Work instructions.
Scan the entries for the word "tracing", and copy every line where it appears.

Source information.
>>>

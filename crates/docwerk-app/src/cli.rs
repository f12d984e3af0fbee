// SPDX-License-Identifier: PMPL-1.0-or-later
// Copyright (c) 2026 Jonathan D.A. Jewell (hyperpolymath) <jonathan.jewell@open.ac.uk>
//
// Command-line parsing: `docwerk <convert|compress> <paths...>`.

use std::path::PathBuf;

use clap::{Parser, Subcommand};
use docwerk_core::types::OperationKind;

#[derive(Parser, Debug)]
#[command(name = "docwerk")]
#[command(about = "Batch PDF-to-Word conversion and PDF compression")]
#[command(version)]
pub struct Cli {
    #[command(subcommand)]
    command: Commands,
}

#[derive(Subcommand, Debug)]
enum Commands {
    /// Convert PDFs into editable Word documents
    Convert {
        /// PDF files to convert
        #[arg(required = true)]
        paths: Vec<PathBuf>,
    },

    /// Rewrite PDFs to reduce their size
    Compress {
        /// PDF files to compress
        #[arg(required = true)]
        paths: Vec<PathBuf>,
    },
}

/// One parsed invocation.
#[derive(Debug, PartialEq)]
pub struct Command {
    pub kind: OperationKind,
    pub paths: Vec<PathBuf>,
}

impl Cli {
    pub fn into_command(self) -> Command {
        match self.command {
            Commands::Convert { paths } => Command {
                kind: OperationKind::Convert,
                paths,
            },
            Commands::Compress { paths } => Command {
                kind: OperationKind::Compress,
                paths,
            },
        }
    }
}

<<<
>>>

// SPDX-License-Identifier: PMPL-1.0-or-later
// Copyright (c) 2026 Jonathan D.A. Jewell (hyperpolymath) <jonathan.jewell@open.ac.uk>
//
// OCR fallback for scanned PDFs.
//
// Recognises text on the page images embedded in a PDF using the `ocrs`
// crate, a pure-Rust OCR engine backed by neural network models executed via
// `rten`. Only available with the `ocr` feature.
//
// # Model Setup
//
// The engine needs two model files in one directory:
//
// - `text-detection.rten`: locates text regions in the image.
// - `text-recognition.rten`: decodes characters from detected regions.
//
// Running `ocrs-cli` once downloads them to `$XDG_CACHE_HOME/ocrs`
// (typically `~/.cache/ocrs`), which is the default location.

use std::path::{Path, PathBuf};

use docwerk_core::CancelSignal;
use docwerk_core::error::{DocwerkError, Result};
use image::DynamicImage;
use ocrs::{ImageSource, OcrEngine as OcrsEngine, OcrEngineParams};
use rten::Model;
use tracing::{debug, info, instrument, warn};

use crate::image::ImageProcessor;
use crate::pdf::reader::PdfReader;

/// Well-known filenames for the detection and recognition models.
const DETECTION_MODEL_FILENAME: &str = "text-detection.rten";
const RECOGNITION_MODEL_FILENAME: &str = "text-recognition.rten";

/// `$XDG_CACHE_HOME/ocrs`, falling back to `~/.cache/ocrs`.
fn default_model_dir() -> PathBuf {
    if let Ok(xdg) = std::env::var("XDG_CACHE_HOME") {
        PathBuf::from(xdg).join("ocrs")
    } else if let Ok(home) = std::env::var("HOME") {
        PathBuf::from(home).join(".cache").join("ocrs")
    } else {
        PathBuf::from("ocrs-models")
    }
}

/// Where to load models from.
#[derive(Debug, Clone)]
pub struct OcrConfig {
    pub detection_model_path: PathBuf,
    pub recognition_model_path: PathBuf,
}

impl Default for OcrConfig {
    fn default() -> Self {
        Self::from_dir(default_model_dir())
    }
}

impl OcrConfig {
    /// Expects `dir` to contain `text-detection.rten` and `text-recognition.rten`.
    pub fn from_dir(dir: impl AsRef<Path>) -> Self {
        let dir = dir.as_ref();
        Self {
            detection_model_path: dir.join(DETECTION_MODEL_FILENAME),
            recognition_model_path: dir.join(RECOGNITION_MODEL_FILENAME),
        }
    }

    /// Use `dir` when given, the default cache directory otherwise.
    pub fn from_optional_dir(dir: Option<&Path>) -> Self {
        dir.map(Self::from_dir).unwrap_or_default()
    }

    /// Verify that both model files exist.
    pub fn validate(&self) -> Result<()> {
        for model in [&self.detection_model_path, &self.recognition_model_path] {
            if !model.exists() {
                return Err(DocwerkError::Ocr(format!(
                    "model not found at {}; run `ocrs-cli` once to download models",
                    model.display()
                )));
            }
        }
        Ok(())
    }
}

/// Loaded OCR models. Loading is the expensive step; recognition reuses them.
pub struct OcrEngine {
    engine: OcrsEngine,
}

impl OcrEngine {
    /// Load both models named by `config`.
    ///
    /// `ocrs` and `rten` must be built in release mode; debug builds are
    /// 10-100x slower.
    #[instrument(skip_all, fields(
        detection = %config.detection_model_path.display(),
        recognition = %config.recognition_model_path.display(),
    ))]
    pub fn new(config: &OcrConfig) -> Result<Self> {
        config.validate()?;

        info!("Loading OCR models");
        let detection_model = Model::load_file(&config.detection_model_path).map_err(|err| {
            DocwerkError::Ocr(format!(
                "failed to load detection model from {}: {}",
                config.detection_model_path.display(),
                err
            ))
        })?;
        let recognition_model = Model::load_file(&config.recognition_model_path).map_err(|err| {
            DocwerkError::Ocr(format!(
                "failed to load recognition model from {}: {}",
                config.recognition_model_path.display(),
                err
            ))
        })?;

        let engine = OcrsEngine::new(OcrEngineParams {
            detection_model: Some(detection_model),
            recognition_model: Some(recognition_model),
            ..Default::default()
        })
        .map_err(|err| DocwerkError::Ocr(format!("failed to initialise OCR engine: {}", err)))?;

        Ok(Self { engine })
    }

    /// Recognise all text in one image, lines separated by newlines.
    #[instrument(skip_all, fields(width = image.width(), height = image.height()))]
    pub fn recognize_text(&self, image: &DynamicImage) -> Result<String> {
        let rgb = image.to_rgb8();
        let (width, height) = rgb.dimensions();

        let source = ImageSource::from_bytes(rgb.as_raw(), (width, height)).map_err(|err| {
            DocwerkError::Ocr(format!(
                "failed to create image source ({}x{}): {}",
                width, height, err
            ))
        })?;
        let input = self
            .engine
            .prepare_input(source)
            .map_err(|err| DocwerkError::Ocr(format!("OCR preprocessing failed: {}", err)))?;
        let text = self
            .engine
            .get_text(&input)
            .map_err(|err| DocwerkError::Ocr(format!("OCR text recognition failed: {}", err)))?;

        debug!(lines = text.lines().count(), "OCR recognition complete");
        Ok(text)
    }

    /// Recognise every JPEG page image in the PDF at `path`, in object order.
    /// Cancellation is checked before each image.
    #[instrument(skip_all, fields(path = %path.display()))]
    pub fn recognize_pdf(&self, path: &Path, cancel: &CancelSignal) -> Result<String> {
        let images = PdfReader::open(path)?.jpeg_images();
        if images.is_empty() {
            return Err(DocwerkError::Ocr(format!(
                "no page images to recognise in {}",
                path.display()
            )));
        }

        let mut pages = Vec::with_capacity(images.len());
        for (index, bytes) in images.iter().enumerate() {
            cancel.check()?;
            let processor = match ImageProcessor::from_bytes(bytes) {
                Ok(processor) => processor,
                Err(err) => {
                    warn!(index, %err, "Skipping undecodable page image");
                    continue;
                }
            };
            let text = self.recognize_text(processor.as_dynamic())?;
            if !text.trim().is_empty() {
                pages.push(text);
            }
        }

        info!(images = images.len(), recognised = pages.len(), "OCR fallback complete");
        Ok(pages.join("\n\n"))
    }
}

<<<
>>>

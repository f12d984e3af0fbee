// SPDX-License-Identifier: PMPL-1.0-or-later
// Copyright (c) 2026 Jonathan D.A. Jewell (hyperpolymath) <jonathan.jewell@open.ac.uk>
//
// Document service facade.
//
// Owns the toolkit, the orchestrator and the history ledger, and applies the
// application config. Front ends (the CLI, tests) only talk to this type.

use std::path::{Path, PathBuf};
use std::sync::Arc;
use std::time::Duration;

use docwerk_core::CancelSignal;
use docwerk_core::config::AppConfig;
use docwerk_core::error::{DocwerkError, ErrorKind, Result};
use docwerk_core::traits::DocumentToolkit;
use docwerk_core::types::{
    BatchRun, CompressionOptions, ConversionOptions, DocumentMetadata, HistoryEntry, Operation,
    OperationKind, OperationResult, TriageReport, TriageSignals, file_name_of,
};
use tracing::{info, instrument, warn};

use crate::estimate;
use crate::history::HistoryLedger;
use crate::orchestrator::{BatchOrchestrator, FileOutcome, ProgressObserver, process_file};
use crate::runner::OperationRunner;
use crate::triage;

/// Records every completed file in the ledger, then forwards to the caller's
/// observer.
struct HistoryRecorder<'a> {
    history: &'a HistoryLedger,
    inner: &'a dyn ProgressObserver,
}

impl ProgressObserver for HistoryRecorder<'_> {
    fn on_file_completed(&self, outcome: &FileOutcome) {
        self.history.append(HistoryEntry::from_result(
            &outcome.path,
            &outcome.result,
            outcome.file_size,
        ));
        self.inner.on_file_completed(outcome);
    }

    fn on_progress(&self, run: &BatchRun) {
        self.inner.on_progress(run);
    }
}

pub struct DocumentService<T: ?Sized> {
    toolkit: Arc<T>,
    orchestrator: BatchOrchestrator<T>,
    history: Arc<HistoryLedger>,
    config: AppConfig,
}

<<<

Response below.
use tracing::{debug, info, instrument, warn};
use tracing::{info, instrument, warn};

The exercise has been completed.